### What the task asks:
Find "let archive = JsonCaseArchive::open(&path).unwrap();" in the data, then restate the line it sits in and every later line word for word, ending with the last line.
- Opening Delimiter -
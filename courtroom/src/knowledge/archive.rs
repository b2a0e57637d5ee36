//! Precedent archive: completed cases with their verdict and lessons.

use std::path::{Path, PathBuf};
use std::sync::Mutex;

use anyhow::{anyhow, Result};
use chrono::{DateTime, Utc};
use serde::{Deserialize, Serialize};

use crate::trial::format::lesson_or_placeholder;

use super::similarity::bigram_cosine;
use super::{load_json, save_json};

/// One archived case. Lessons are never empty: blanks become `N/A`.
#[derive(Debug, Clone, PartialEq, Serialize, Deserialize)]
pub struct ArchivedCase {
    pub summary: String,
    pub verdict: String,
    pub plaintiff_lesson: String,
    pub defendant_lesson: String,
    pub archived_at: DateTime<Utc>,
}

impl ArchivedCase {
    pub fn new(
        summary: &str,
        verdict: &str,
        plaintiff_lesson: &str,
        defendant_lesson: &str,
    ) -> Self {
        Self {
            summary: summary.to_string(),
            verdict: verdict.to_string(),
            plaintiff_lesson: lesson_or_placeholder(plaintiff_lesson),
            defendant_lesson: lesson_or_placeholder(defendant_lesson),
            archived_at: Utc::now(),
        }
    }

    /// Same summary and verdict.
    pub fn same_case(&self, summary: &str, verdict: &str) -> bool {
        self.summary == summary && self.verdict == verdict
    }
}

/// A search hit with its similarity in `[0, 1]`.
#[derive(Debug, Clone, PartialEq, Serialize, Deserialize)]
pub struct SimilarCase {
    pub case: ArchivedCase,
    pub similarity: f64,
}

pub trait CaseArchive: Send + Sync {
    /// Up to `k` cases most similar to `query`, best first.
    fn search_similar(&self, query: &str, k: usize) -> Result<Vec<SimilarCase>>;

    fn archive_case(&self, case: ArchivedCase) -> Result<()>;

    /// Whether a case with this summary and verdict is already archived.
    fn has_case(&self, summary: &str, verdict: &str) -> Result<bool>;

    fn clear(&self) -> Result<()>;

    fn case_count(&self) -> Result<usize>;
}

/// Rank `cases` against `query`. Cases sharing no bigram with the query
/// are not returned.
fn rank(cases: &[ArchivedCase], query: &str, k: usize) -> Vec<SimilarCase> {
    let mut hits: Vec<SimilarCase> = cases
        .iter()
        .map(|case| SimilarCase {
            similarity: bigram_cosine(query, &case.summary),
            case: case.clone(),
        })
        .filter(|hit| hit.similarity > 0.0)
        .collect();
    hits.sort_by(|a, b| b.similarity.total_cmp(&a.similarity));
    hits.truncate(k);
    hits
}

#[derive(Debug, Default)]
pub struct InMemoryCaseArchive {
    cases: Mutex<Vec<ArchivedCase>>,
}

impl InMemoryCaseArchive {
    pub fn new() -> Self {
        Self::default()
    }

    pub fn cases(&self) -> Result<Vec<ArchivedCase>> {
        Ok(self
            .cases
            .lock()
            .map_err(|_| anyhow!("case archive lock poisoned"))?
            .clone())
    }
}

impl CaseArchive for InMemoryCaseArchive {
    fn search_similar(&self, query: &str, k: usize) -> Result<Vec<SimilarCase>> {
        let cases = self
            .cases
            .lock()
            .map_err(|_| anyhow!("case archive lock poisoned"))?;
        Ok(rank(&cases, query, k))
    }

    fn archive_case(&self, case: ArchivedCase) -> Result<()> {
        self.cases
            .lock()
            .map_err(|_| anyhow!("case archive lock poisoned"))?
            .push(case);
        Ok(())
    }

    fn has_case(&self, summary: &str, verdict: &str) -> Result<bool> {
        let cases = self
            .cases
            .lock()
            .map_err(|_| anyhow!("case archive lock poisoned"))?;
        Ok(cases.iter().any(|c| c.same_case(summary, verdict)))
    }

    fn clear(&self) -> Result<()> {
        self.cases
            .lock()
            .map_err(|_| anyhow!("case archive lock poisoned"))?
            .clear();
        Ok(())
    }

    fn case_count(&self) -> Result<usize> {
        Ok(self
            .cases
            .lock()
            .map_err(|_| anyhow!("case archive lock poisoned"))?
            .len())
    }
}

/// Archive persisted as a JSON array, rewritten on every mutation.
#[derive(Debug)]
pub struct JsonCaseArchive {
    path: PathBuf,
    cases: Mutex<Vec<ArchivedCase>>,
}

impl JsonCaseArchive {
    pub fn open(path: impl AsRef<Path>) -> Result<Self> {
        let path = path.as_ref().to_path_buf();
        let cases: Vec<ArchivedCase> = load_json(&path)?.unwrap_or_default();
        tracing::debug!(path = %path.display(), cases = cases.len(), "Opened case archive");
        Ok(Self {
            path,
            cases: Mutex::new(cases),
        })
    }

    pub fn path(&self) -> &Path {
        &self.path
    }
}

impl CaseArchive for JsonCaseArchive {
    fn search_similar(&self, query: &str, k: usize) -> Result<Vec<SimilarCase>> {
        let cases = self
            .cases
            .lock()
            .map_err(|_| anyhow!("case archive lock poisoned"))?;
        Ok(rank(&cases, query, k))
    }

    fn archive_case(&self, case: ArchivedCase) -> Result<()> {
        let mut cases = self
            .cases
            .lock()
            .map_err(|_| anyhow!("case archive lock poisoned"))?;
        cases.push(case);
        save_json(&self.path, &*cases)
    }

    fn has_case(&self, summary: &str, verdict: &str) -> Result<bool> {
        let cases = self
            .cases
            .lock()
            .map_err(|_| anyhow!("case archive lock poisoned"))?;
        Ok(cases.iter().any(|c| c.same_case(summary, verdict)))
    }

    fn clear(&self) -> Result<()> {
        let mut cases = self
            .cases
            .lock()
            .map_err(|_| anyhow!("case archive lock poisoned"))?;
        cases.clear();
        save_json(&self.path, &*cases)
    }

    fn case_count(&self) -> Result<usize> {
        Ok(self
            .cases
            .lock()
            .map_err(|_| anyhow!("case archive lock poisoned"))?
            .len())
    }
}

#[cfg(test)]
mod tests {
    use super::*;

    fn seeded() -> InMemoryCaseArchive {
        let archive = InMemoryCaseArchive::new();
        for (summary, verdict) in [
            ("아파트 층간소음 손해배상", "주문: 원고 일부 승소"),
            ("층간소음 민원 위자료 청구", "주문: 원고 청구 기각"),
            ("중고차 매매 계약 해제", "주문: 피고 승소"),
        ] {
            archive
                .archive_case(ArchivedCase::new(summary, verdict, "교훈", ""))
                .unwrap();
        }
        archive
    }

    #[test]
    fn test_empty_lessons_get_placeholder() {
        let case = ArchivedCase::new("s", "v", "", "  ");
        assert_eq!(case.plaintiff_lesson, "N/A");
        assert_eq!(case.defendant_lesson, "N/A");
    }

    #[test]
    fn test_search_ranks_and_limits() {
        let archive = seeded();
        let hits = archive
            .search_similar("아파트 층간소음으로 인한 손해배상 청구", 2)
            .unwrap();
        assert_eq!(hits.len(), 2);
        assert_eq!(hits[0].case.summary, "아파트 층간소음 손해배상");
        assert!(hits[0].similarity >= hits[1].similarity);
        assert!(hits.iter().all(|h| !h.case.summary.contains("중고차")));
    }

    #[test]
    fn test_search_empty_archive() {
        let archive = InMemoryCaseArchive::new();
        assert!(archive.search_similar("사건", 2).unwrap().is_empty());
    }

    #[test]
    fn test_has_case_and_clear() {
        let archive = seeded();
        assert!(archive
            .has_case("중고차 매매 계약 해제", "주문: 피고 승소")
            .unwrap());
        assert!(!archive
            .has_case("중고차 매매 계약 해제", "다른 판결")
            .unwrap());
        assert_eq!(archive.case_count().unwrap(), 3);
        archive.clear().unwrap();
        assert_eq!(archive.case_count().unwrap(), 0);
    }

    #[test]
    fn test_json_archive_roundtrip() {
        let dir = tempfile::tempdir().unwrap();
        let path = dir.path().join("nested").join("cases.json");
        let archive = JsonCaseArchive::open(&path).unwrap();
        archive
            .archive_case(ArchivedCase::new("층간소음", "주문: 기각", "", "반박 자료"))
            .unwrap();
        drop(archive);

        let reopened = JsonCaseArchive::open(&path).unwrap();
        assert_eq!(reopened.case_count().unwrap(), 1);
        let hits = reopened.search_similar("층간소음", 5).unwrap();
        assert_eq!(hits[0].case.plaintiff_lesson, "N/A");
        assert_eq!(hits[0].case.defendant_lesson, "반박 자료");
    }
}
- Closing Delimiter -
### Response:
        let archive = JsonCaseArchive::open(&path).unwrap();
        archive
            .archive_case(ArchivedCase::new("층간소음", "주문: 기각", "", "반박 자료"))
            .unwrap();
        drop(archive);

        let reopened = JsonCaseArchive::open(&path).unwrap();
        assert_eq!(reopened.case_count().unwrap(), 1);
        let hits = reopened.search_similar("층간소음", 5).unwrap();
        assert_eq!(hits[0].case.plaintiff_lesson, "N/A");
        assert_eq!(hits[0].case.defendant_lesson, "반박 자료");
    }
}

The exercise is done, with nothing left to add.